Of the 18 children identified to carry high confidence variants, 14 had formal cognitive assessment with profiles ranging from an average full-scale IQ (FSIQ) (n = 3), to borderline FSIQ results (n = 6), to mild intellectual disability (n = 5). For 3 children, FSIQ could not be calculated due to significant performance variation across verbal and nonverbal subscales, which is a common experience for children with severe speech production deficits. The remainder (n = 4) did not have IQ testing because concerns with learning or cognition had not been raised or pursued by the family or treating physician and children were attending mainstream childcare or school settings (IDs 13–16; IDs 13, 14, 16 were <4 years of age when few children receive formal cognitive testing). Other features included neurodevelopmental diagnoses or features secondary to CAS including mild ASD (n = 2), difficulties with attention (n = 4), and anxiety and mood-related symptoms (n = 1). Dysmorphic features such as epicanthic folds and pointed chin (Table 1), rated by a clinical geneticist with 24 years of clinical experience, were present in just over half of the probands with high confidence variants (11/18). Gross motor (n = 16) and fine motor (n = 14) delays were common and associated with a slower trajectory in learning to ride a bicycle, balance appropriately, draw, write, and cut compared to typical peers. Two of the 18 children with pathogenic variants (IDs 1, 12) had a history of seizures.

Single nucleotide and indel variants

A high confidence variant was identified in 18/70 (26%) of probands (Table 3a, Fig. 3).

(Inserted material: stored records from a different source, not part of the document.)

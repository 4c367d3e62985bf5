// SPDX-License-Identifier: Apache-2.0

use alloc::vec::Vec;

use crate::token::PairId;

/// One open, not yet closed region
#[derive(Debug, Clone, Copy, PartialEq, Eq)]
pub(crate) struct OpenRegion {
    pub pair: PairId,
    /// Offset of the opening delimiter
    pub offset: usize,
}

/// The scanner's stack of open regions, innermost last.
///
/// NOTE: the stack only tracks depth against the optional limit. Whether a
/// close is legal is decided by the caller through [`NestingStack::top`].
#[derive(Debug, Clone, Default)]
pub(crate) struct NestingStack {
    entries: Vec<OpenRegion>,
    limit: Option<usize>,
}

/// Push refused because the depth limit was reached
#[derive(Debug, Clone, Copy, PartialEq, Eq)]
pub(crate) struct DepthExceeded(pub usize);

impl NestingStack {
    pub fn new(limit: Option<usize>) -> Self {
        NestingStack {
            entries: Vec::new(),
            limit,
        }
    }

    pub fn push(&mut self, pair: PairId, offset: usize) -> Result<(), DepthExceeded> {
        if let Some(limit) = self.limit {
            if self.entries.len() >= limit {
                return Err(DepthExceeded(limit));
            }
        }
        self.entries.push(OpenRegion { pair, offset });
        Ok(())
    }

    pub fn pop(&mut self) -> Option<OpenRegion> {
        self.entries.pop()
    }

    pub fn top(&self) -> Option<OpenRegion> {
        self.entries.last().copied()
    }

    /// The outermost open region
    pub fn bottom(&self) -> Option<OpenRegion> {
        self.entries.first().copied()
    }

    /// True if the innermost open region belongs to `pair`
    pub fn is_top(&self, pair: PairId) -> bool {
        self.top().is_some_and(|open| open.pair == pair)
    }

    pub fn depth(&self) -> usize {
        self.entries.len()
    }

    pub fn is_empty(&self) -> bool {
        self.entries.is_empty()
    }
}
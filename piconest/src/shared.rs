// SPDX-License-Identifier: Apache-2.0

//! Shared components for the scanner and tree builder

use crate::token::{IgnoreId, PairId};

/// Half-open byte range `[start, end)` into the parsed input
#[derive(Debug, Clone, Copy, PartialEq, Eq, Hash, Default)]
pub struct Span {
    pub start: usize,
    pub end: usize,
}

impl Span {
    pub const fn new(start: usize, end: usize) -> Self {
        Span { start, end }
    }

    pub const fn len(&self) -> usize {
        self.end.saturating_sub(self.start)
    }

    pub const fn is_empty(&self) -> bool {
        self.end <= self.start
    }

    /// True if `other` lies entirely within this span
    pub const fn contains(&self, other: Span) -> bool {
        self.start <= other.start && other.end <= self.end
    }

    pub const fn range(&self) -> core::ops::Range<usize> {
        self.start..self.end
    }
}

impl From<core::ops::Range<usize>> for Span {
    fn from(range: core::ops::Range<usize>) -> Self {
        Span::new(range.start, range.end)
    }
}

/// Structural events produced by the scanner.
///
/// Each event is reported together with a [`Span`]: the delimiter for the
/// region/ignore events, the text run for `Literal`, and an empty span at the
/// end of input for `EndDocument`.
#[derive(Debug, Clone, Copy, PartialEq, Eq)]
pub enum Event {
    /// An opening delimiter of a pair.
    EnterRegion(PairId),
    /// The closing delimiter of the innermost open region.
    ExitRegion(PairId),
    /// The start delimiter of an ignore span.
    EnterIgnore(IgnoreId),
    /// The end delimiter closing the active ignore span.
    ExitIgnore(IgnoreId),
    /// A maximal run of text outside any delimiter and outside ignore spans.
    Literal,
    /// Input fully consumed; the implicit close of the root region.
    EndDocument,
}

/// Inconsistencies between the scanner's event stream and the tree under construction
#[derive(Debug, Clone, Copy, PartialEq, Eq)]
pub enum UnexpectedState {
    /// `ExitRegion` did not match the region on top of the construction stack.
    RegionMismatch,
    /// `ExitIgnore` without a preceding `EnterIgnore`.
    IgnoreMismatch,
    /// An event arrived after `EndDocument`, or the stream ended without one.
    DocumentState,
}

impl core::fmt::Display for UnexpectedState {
    fn fmt(&self, f: &mut core::fmt::Formatter<'_>) -> core::fmt::Result {
        let s = match self {
            UnexpectedState::RegionMismatch => "region exit does not match the open region",
            UnexpectedState::IgnoreMismatch => "ignore exit without ignore start",
            UnexpectedState::DocumentState => "event stream not terminated by end of document",
        };
        f.write_str(s)
    }
}

#[cfg(test)]
mod tests {
    use super::*;

    #[test]
    fn test_span_basics() {
        let span = Span::new(2, 7);
        assert_eq!(span.len(), 5);
        assert!(!span.is_empty());
        assert_eq!(span.range(), 2..7);
        assert!(span.contains(Span::new(2, 7)));
        assert!(span.contains(Span::new(3, 4)));
        assert!(!span.contains(Span::new(1, 4)));
        assert!(!span.contains(Span::new(6, 8)));
    }

    #[test]
    fn test_span_edge_cases() {
        // Inverted spans are treated as empty instead of underflowing
        let span = Span::new(5, 3);
        assert_eq!(span.len(), 0);
        assert!(span.is_empty());
        assert_eq!(Span::from(4..4), Span::new(4, 4));
    }
}
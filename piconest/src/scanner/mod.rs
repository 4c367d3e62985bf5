// SPDX-License-Identifier: Apache-2.0

//! Single-pass delimiter scanner.
//!
//! The scanner walks the input once, left to right, and reports structural
//! [`Event`]s through a callback. At every position it either
//! - looks only for the active ignore pair's end delimiter (inside an ignore span), or
//! - takes the highest-priority registry candidate that matches, or
//! - extends the current literal run by one character.
//!
//! A close token of the innermost open region outranks every pair candidate,
//! so pairs sharing a close delimiter each close their own regions.

use alloc::string::String;

use crate::registry::{Candidate, Registry, TokenRole};
use crate::shared::{Event, Span};
use crate::token::{IgnoreId, PairId};

mod nesting;
use nesting::{DepthExceeded, NestingStack};

#[derive(Debug, Clone, Copy)]
struct ActiveIgnore {
    id: IgnoreId,
    /// Offset of the start delimiter
    start: usize,
}

pub struct Scanner<'r> {
    registry: &'r Registry,
    stack: NestingStack,
    ignore: Option<ActiveIgnore>,
    /// Start of the pending literal run
    literal: Option<usize>,
}

#[derive(PartialEq, Clone)]
pub struct Error {
    kind: ErrKind,
    token: String,
    position: usize,
}

#[derive(PartialEq, Debug, Clone, Copy)]
pub enum ErrKind {
    UnmatchedClose(PairId),
    UnterminatedOpen(PairId),
    UnterminatedIgnore(IgnoreId),
    MaxDepthReached { pair: PairId, limit: usize },
}

impl Error {
    pub fn new<T>(kind: ErrKind, token: &str, position: usize) -> Result<T, Self> {
        Err(Self {
            kind,
            token: token.into(),
            position,
        })
    }

    pub fn kind(&self) -> ErrKind {
        self.kind
    }

    /// The offending delimiter
    pub fn token(&self) -> &str {
        &self.token
    }

    /// Byte offset where the problem was detected
    pub fn position(&self) -> usize {
        self.position
    }
}

impl core::fmt::Debug for Error {
    fn fmt(&self, f: &mut core::fmt::Formatter<'_>) -> core::fmt::Result {
        write!(f, "{:?}({:?}) at {}", self.kind, self.token, self.position)
    }
}

fn emit<F>(callback: &mut F, event: Event, span: Span)
where
    F: FnMut(Event, Span) + ?Sized,
{
    log::trace!("Event: {:?} {:?}", event, span);
    callback(event, span);
}

fn char_len(rest: &str) -> usize {
    rest.chars().next().map_or(1, char::len_utf8)
}

impl<'r> Scanner<'r> {
    pub fn new(registry: &'r Registry) -> Self {
        Scanner {
            registry,
            stack: NestingStack::new(registry.max_depth()),
            ignore: None,
            literal: None,
        }
    }

    /// Scans the whole of `text`, reporting every event to `callback`.
    ///
    /// Returns the number of bytes consumed, which is always `text.len()` on
    /// success. The last event of a successful scan is `EndDocument`. The scanner
    /// can be reused; each call starts from a clean state.
    pub fn scan<F>(&mut self, text: &str, callback: &mut F) -> Result<usize, Error>
    where
        F: FnMut(Event, Span) + ?Sized,
    {
        self.stack = NestingStack::new(self.registry.max_depth());
        self.ignore = None;
        self.literal = None;

        let mut pos = 0;
        while pos < text.len() {
            let rest = &text[pos..];
            if let Some(active) = self.ignore {
                pos += self.step_ignored(active, rest, pos, callback);
                continue;
            }
            match self.registry.match_at(rest) {
                Some(candidate) => {
                    let candidate = self.prefer_top_close(candidate, rest);
                    self.flush_literal(pos, callback);
                    self.apply(candidate, pos, callback)?;
                    pos += candidate.len;
                }
                None => {
                    self.literal.get_or_insert(pos);
                    pos += char_len(rest);
                }
            }
        }
        self.flush_literal(pos, callback);
        self.finish(pos, callback)
    }

    fn finish<F>(&mut self, len: usize, callback: &mut F) -> Result<usize, Error>
    where
        F: FnMut(Event, Span) + ?Sized,
    {
        if let Some(active) = self.ignore {
            let start = self.registry.ignores()[active.id.0].start();
            return Error::new(ErrKind::UnterminatedIgnore(active.id), start, active.start);
        }
        // Outermost unclosed region is reported
        if let Some(open) = self.stack.bottom() {
            let token = self.registry.token(TokenRole::Open(open.pair));
            return Error::new(ErrKind::UnterminatedOpen(open.pair), token, open.offset);
        }

        debug_assert!(self.stack.is_empty());
        log::debug!("--finished-- {}", len);
        emit(callback, Event::EndDocument, Span::new(len, len));
        Ok(len)
    }

    fn flush_literal<F>(&mut self, pos: usize, callback: &mut F)
    where
        F: FnMut(Event, Span) + ?Sized,
    {
        if let Some(start) = self.literal.take() {
            emit(callback, Event::Literal, Span::new(start, pos));
        }
    }

    /// Advances inside an ignore span, returns the number of bytes consumed.
    ///
    /// Only the end delimiter is recognized; the first one closes the span.
    fn step_ignored<F>(
        &mut self,
        active: ActiveIgnore,
        rest: &str,
        pos: usize,
        callback: &mut F,
    ) -> usize
    where
        F: FnMut(Event, Span) + ?Sized,
    {
        let end = self.registry.ignores()[active.id.0].end();
        if rest.starts_with(end) {
            self.ignore = None;
            emit(callback, Event::ExitIgnore(active.id), Span::new(pos, pos + end.len()));
            end.len()
        } else {
            char_len(rest)
        }
    }

    /// Swaps a pair candidate for the innermost region's close token when that
    /// token also matches here. Ignore starts keep their precedence.
    fn prefer_top_close(&self, candidate: Candidate, rest: &str) -> Candidate {
        if matches!(candidate.role, TokenRole::IgnoreStart(_)) {
            return candidate;
        }
        self.stack
            .top()
            .and_then(|open| self.registry.close_at(open.pair, rest))
            .unwrap_or(candidate)
    }

    fn apply<F>(&mut self, candidate: Candidate, pos: usize, callback: &mut F) -> Result<(), Error>
    where
        F: FnMut(Event, Span) + ?Sized,
    {
        let span = Span::new(pos, pos + candidate.len);
        match candidate.role {
            TokenRole::IgnoreStart(id) => {
                self.ignore = Some(ActiveIgnore { id, start: pos });
                emit(callback, Event::EnterIgnore(id), span);
            }
            // Symmetric delimiters never nest directly into themselves
            TokenRole::Toggle(pair) | TokenRole::Close(pair) if self.stack.is_top(pair) => {
                self.stack.pop();
                emit(callback, Event::ExitRegion(pair), span);
            }
            TokenRole::Close(pair) => {
                return Error::new(
                    ErrKind::UnmatchedClose(pair),
                    self.registry.token(candidate.role),
                    pos,
                );
            }
            TokenRole::Toggle(pair) | TokenRole::Open(pair) => {
                if let Err(DepthExceeded(limit)) = self.stack.push(pair, pos) {
                    return Error::new(
                        ErrKind::MaxDepthReached { pair, limit },
                        self.registry.token(candidate.role),
                        pos,
                    );
                }
                log::trace!("Depth: {}", self.stack.depth());
                emit(callback, Event::EnterRegion(pair), span);
            }
        }
        Ok(())
    }
}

These included three frameshift, two splice acceptor, six nonsense, and six missense variants, as well as one multiple exon duplication, and they were found in 18 different genes (ARHGEF9, BRPF1, DDX3X, DIP2C, ERF, HRNPNK, KDM5C, PHF21A, PURA, RBFOX3, SETBP1, SETD1A, SETD1B, SHANK3, SPAST, TAOK2, TRIP12, ZBTB18). All high-confidence variants were de novo except in PURA, ERF and RBFOX3, which were inherited (Table 3a, Fig. 3). Many of these genes that we newly implicate in CAS, as well as genes previously described in earlier sequenced CAS cohorts [4, 5] are also associated with other neurodevelopmental disorders (Fig. 4a and Fig. 4b, Supplementary Table 5).

Table 3 High and low confidence gene variants in the CAS cohort.
Fig. 3: Families with high confidence variants analysed by genome sequencing.
figure 3figure 3figure 3

Families analysed by Genome Sequencing. Pedigrees (AF, MR, Y-D1) from 18 families with 18 different high confidence variants. Sequence chromatograms (G, I, J, L, S, V, W, X, E1) showing de novo or inherited variants. Sanger sequencing was not performed for the variants in eight of the families (H, K, T, U, F1, G1, H1, I1) because they had variants in known genes with sufficient coverage in the genome sequencing to be confident they were real, heterozygous variants. The large duplication in Family 18 (J1) could not be validated by Sanger sequencing.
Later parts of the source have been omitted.